-- DATA TO PROCESS follows --
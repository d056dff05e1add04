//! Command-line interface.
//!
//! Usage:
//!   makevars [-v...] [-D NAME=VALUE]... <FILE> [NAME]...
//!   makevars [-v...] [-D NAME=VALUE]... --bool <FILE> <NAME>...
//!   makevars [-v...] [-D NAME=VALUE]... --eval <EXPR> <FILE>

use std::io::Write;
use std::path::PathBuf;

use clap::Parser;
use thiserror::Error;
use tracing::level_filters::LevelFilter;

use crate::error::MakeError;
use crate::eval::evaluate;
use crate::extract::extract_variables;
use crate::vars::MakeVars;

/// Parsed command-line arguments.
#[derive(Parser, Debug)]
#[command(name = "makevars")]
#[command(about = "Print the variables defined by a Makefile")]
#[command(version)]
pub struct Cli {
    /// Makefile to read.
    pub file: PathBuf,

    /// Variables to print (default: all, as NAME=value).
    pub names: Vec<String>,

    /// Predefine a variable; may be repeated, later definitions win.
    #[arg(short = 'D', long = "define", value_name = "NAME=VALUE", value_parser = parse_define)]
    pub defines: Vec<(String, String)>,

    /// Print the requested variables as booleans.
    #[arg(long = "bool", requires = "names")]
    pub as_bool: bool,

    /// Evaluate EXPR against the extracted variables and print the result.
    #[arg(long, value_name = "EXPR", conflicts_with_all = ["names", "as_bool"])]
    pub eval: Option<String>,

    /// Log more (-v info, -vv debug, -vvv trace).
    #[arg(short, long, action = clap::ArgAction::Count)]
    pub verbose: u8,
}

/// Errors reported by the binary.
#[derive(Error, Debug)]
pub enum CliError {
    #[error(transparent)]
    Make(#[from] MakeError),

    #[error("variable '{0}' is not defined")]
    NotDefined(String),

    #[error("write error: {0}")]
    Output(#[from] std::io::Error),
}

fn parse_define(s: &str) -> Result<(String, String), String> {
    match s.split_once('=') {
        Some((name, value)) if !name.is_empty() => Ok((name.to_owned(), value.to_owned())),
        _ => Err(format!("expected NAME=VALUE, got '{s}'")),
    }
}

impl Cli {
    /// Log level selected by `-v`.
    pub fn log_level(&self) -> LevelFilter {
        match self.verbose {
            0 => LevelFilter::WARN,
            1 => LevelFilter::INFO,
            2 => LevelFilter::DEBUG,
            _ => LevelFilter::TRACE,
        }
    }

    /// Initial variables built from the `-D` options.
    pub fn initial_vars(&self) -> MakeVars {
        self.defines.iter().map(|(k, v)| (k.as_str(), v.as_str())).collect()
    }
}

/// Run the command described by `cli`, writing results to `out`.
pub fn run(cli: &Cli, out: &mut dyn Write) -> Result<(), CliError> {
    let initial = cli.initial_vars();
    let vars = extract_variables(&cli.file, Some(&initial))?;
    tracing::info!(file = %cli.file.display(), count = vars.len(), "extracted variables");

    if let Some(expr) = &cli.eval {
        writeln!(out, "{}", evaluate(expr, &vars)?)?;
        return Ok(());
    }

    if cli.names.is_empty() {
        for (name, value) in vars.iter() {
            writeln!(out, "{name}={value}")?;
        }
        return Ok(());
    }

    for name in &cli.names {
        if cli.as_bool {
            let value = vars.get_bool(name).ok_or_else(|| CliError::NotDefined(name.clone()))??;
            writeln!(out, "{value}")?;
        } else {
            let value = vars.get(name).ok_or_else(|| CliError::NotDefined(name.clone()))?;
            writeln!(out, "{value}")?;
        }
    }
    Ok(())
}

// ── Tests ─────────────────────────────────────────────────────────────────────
-- DATA TO PROCESS concluded --
#### INSTRUCTIONS FOR THE TASK:
Each line above with the word "CliError" must be returned.

#### EXERCISE RESPONSE:
pub enum CliError {
pub fn run(cli: &Cli, out: &mut dyn Write) -> Result<(), CliError> {
            let value = vars.get_bool(name).ok_or_else(|| CliError::NotDefined(name.clone()))??;
            let value = vars.get(name).ok_or_else(|| CliError::NotDefined(name.clone()))?;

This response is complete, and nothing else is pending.